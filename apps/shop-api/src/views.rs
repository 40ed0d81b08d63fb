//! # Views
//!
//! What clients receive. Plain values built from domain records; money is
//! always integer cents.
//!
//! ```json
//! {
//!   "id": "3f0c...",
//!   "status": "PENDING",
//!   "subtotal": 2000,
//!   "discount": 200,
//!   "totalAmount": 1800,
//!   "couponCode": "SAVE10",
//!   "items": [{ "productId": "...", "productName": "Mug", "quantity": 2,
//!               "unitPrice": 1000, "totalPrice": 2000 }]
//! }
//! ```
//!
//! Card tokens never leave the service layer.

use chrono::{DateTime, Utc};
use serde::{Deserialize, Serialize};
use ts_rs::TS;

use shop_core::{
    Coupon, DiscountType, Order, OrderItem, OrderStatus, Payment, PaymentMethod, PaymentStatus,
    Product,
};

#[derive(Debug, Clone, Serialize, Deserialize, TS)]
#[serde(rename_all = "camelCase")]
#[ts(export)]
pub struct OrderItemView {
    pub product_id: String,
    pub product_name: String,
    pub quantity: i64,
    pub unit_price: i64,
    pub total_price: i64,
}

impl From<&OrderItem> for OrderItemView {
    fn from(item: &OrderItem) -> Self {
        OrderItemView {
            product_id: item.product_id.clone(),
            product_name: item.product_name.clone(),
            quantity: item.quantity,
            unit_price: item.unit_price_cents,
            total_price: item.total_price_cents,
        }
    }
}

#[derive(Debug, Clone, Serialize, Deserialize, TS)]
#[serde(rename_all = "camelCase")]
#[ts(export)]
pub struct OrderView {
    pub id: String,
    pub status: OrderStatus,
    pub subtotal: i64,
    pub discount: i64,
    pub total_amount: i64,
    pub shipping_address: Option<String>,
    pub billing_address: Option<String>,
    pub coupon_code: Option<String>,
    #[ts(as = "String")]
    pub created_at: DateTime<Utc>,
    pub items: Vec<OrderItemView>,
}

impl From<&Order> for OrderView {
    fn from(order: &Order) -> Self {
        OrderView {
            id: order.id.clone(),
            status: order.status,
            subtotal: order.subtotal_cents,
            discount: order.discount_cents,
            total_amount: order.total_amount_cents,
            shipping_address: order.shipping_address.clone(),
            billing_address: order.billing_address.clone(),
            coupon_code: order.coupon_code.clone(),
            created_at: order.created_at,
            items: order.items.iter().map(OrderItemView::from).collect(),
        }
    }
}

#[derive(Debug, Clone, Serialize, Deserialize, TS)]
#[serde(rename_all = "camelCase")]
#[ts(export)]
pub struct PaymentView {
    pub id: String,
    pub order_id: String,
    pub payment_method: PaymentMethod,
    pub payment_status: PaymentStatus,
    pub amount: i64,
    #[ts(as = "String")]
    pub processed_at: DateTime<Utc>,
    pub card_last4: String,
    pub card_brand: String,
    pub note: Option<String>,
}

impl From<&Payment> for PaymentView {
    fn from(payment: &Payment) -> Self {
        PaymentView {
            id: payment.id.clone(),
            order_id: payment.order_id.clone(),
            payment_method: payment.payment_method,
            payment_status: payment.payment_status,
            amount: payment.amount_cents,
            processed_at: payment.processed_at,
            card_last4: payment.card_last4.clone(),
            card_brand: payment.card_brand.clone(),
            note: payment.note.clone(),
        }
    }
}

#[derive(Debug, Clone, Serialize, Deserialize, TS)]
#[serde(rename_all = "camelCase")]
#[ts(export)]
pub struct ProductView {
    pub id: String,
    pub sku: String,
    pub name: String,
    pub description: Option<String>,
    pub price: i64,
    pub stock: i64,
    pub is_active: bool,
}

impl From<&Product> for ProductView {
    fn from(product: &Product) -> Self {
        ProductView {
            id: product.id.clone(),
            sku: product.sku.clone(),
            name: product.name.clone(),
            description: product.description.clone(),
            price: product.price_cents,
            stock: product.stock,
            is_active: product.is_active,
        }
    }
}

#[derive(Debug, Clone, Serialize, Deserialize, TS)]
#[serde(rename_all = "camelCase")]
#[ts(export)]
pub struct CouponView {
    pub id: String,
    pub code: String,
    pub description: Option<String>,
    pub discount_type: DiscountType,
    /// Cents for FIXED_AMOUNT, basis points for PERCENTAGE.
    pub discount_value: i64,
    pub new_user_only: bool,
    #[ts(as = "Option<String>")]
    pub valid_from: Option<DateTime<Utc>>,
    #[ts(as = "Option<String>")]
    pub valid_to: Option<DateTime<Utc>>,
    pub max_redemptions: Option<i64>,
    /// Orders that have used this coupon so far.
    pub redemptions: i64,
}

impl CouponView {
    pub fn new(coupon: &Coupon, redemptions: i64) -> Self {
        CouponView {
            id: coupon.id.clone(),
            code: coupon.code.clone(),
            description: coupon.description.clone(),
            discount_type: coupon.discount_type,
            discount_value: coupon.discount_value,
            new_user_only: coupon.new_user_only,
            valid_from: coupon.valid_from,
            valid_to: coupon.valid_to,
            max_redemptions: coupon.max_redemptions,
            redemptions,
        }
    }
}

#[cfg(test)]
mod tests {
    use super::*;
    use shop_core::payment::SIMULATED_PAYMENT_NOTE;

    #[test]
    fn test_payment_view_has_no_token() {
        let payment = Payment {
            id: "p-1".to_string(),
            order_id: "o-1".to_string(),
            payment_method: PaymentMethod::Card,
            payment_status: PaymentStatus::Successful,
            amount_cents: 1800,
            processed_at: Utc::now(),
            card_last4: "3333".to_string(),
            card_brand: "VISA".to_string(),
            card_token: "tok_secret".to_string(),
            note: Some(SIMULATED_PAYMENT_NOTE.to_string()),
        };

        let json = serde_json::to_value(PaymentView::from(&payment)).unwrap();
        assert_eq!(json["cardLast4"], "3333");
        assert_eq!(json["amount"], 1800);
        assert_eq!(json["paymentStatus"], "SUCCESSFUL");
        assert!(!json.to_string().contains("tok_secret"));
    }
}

:::

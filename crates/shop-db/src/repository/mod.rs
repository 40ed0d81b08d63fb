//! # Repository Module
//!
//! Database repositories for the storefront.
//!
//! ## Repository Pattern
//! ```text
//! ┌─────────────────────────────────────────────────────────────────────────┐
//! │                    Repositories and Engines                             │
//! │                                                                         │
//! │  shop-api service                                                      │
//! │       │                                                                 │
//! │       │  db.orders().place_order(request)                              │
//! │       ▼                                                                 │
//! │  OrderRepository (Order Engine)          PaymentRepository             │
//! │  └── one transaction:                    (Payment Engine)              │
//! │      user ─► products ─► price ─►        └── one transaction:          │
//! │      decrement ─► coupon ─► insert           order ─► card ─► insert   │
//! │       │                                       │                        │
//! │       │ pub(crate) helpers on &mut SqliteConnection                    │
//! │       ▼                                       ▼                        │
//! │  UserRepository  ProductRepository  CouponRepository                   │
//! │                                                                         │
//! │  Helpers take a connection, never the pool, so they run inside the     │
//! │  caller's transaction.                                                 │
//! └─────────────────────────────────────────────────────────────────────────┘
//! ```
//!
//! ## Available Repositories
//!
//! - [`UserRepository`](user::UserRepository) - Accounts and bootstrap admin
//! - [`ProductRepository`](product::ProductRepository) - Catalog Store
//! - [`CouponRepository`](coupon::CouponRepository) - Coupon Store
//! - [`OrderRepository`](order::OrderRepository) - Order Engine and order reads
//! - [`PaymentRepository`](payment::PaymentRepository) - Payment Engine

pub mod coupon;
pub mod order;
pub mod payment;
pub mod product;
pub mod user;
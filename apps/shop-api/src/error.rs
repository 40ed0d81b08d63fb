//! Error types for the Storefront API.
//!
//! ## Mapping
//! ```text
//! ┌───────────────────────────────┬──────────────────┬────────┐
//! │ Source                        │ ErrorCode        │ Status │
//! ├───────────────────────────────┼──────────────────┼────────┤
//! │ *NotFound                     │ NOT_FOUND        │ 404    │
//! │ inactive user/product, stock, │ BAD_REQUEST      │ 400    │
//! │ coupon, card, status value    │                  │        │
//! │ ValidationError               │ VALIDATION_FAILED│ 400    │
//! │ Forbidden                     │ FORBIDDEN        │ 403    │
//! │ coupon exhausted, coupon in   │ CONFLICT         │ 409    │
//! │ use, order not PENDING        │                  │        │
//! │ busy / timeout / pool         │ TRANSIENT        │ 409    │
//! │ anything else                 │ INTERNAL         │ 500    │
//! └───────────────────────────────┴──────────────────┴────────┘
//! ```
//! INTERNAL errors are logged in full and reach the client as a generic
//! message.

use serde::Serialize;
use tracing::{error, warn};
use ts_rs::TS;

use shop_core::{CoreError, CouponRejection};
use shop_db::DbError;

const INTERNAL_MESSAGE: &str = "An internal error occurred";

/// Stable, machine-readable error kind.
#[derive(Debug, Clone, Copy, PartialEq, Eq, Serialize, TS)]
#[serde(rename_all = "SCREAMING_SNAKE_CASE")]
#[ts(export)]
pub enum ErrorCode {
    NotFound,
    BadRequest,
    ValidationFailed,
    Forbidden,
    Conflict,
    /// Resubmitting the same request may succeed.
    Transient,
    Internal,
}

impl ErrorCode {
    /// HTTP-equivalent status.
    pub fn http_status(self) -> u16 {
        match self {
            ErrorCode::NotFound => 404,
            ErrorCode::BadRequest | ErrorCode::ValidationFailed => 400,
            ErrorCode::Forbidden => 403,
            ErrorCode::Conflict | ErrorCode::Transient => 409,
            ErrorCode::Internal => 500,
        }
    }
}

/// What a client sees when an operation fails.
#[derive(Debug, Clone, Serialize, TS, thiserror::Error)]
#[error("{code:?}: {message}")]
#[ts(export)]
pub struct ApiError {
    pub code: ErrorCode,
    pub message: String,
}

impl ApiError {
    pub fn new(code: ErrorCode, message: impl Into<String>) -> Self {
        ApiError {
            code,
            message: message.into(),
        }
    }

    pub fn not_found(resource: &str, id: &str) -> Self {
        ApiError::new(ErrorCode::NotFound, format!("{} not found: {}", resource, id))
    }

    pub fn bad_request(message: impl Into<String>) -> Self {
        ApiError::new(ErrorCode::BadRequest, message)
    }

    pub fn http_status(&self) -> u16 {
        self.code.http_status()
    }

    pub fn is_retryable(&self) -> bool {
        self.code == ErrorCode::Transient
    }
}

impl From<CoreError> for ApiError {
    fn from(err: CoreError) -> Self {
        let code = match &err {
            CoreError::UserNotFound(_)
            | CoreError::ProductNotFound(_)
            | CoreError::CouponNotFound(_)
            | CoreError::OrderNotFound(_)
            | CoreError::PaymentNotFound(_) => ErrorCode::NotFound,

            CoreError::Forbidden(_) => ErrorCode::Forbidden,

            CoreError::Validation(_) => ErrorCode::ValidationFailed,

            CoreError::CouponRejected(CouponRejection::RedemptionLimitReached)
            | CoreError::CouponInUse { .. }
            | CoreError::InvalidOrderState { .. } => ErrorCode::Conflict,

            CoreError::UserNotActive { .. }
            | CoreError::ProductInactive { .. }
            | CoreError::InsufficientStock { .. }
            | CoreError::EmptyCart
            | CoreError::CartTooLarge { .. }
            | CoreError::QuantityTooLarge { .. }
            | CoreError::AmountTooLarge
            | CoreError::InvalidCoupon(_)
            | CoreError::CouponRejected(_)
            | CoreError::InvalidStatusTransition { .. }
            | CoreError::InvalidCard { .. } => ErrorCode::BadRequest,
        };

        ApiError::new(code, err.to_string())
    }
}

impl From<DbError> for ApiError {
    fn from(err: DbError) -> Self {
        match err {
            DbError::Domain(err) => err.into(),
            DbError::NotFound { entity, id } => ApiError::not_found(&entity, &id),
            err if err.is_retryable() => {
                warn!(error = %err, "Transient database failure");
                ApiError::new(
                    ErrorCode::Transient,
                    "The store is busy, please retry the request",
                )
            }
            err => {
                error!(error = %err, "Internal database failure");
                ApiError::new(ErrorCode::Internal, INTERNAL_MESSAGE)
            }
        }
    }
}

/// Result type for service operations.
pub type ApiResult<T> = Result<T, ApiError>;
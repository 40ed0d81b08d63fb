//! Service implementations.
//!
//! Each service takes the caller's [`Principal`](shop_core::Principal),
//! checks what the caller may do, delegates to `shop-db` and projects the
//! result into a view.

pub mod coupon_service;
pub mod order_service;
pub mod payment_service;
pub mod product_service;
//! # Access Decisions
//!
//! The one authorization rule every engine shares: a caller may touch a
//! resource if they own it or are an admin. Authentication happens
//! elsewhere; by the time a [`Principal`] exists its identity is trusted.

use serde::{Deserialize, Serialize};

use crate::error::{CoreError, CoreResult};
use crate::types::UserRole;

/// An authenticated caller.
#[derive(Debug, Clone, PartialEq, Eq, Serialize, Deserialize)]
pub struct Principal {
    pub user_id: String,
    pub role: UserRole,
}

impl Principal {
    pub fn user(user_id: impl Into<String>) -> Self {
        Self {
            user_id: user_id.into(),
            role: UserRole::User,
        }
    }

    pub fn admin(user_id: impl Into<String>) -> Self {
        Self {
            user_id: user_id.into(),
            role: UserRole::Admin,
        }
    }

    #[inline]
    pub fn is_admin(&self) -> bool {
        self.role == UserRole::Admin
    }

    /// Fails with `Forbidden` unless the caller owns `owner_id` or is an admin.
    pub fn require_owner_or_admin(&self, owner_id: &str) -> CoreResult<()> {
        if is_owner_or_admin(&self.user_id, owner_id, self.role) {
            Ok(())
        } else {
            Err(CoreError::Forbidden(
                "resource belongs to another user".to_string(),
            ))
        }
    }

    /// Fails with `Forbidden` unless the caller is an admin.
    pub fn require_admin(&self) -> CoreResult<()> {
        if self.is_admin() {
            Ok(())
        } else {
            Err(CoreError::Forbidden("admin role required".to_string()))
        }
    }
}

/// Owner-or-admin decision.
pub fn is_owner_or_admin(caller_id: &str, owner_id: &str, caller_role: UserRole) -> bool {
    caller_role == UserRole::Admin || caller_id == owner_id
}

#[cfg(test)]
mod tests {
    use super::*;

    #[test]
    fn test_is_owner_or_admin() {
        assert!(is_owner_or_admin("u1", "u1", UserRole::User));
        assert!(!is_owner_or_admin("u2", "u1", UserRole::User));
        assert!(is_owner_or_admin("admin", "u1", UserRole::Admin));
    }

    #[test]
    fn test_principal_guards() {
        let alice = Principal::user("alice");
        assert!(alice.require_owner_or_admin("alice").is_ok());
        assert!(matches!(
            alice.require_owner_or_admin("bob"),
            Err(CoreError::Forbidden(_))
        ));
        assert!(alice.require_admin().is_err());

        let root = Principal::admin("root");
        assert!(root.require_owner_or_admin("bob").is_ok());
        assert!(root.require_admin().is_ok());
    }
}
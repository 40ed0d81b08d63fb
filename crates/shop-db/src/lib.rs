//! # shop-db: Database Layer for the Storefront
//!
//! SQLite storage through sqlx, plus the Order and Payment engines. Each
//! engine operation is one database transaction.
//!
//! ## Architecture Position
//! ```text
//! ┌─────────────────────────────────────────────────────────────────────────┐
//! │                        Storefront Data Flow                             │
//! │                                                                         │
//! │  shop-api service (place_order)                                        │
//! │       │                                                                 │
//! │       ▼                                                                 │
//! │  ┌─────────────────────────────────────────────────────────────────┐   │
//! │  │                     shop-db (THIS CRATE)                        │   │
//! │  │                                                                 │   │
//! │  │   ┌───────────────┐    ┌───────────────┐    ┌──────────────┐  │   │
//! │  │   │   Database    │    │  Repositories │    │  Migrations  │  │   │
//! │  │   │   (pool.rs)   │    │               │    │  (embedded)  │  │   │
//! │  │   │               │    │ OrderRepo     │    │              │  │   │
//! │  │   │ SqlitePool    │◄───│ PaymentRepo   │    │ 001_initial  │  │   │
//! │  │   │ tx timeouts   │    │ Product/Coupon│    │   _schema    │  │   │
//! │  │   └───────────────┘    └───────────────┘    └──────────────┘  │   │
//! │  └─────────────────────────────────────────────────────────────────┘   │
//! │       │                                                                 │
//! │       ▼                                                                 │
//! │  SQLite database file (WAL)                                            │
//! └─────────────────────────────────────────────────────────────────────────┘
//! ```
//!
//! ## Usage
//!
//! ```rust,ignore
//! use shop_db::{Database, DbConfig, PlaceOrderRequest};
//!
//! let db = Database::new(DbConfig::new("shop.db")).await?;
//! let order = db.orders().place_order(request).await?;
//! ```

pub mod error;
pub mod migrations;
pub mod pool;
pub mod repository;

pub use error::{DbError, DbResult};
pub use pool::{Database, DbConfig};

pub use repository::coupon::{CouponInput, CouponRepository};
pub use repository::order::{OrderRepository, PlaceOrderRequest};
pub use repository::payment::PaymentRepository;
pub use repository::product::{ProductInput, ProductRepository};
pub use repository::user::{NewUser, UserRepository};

:::

EXERCISE INSTRUCTIONS: Among the lines above, show every one that contains the string "types".

SOLUTION TO THIS PROBLEM:
//! Error types for the Storefront API.
use crate::types::UserRole;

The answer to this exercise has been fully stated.